#### [WHAT YOU WILL DO]
Beneath this task are records; print exactly the stretch of them from the line with "repository d616b31d3b35cba4" through the line with "pub struct SongCompletionRow", both ends included.

#### [Stored dataset items]
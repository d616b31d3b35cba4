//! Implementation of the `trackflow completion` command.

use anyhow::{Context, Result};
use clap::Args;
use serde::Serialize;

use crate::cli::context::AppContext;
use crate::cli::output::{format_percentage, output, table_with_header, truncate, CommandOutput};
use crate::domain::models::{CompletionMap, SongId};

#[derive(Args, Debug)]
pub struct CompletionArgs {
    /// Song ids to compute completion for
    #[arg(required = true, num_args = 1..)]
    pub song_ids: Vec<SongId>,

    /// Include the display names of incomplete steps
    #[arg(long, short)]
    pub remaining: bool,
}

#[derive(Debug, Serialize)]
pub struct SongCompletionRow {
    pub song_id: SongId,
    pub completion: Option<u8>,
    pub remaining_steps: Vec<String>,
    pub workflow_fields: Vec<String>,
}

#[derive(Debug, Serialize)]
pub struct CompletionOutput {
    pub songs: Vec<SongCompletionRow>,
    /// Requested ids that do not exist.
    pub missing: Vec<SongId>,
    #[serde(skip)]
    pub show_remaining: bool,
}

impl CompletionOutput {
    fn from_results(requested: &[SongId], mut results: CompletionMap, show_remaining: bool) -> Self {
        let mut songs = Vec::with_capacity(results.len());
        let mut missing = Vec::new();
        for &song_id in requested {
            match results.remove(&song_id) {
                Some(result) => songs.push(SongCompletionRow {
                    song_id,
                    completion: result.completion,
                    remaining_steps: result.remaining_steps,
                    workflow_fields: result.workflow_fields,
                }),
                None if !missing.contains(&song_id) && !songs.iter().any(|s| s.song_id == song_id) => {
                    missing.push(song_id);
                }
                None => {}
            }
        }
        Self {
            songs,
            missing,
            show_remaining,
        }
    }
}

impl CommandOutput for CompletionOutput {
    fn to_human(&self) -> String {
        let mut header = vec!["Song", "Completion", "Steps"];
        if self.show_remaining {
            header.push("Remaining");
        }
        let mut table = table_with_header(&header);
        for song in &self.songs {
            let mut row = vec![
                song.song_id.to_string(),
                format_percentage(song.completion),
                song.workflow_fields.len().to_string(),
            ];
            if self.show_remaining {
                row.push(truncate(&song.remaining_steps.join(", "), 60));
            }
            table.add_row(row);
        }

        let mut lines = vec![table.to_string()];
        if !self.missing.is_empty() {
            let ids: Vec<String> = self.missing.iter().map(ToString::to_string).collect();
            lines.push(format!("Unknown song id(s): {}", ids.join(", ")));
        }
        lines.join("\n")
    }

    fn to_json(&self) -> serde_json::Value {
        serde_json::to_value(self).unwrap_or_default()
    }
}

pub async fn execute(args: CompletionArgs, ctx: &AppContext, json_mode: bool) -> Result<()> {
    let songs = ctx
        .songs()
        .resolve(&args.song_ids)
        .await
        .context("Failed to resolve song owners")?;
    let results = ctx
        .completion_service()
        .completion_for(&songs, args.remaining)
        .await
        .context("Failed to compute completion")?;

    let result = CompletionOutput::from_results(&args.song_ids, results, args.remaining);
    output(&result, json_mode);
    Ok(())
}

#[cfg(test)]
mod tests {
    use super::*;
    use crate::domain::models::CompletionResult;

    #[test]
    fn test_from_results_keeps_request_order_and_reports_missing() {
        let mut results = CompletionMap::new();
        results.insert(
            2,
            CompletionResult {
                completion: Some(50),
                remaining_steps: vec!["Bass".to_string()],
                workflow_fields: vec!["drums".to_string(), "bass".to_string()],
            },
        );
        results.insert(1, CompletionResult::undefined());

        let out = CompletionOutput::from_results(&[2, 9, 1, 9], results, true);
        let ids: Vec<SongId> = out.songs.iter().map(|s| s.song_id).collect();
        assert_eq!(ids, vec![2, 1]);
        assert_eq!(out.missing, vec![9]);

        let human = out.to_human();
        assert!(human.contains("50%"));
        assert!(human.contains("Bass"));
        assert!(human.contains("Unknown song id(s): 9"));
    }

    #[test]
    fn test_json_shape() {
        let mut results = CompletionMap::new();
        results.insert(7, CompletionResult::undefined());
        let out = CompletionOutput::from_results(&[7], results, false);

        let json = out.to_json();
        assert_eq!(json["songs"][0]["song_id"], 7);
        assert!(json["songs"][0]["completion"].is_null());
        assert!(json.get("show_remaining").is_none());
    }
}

* * *

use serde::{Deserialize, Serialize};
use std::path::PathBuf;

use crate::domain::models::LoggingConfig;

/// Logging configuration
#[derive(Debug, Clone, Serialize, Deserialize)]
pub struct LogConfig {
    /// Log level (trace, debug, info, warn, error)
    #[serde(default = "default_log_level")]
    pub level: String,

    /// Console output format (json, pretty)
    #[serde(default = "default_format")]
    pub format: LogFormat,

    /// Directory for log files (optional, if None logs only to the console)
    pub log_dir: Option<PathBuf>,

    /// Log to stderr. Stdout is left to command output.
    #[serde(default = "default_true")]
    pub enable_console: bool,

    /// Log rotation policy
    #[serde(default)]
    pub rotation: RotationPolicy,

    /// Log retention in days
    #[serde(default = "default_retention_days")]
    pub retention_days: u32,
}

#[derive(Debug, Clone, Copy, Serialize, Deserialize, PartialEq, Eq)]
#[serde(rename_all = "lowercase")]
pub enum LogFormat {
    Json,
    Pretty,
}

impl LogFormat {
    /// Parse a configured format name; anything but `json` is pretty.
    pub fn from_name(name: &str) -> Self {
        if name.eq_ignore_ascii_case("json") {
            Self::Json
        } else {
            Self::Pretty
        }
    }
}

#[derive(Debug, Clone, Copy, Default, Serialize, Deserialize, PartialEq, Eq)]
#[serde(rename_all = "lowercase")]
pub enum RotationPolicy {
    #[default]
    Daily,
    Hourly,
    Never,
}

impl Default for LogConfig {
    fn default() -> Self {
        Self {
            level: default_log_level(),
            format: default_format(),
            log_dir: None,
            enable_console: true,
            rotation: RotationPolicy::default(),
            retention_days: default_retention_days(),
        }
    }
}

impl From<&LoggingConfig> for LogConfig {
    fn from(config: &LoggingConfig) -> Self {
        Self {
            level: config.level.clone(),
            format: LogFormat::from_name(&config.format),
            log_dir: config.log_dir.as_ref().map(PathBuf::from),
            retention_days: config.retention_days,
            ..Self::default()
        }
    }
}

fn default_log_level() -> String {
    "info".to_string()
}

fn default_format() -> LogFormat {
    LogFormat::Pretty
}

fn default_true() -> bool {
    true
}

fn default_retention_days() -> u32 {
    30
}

#### [TASK SOLUTION]
repository d616b31d3b35cba4
//! Implementation of the `trackflow completion` command.

use anyhow::{Context, Result};
use clap::Args;
use serde::Serialize;

use crate::cli::context::AppContext;
use crate::cli::output::{format_percentage, output, table_with_header, truncate, CommandOutput};
use crate::domain::models::{CompletionMap, SongId};

#[derive(Args, Debug)]
pub struct CompletionArgs {
    /// Song ids to compute completion for
    #[arg(required = true, num_args = 1..)]
    pub song_ids: Vec<SongId>,

    /// Include the display names of incomplete steps
    #[arg(long, short)]
    pub remaining: bool,
}

#[derive(Debug, Serialize)]
pub struct SongCompletionRow {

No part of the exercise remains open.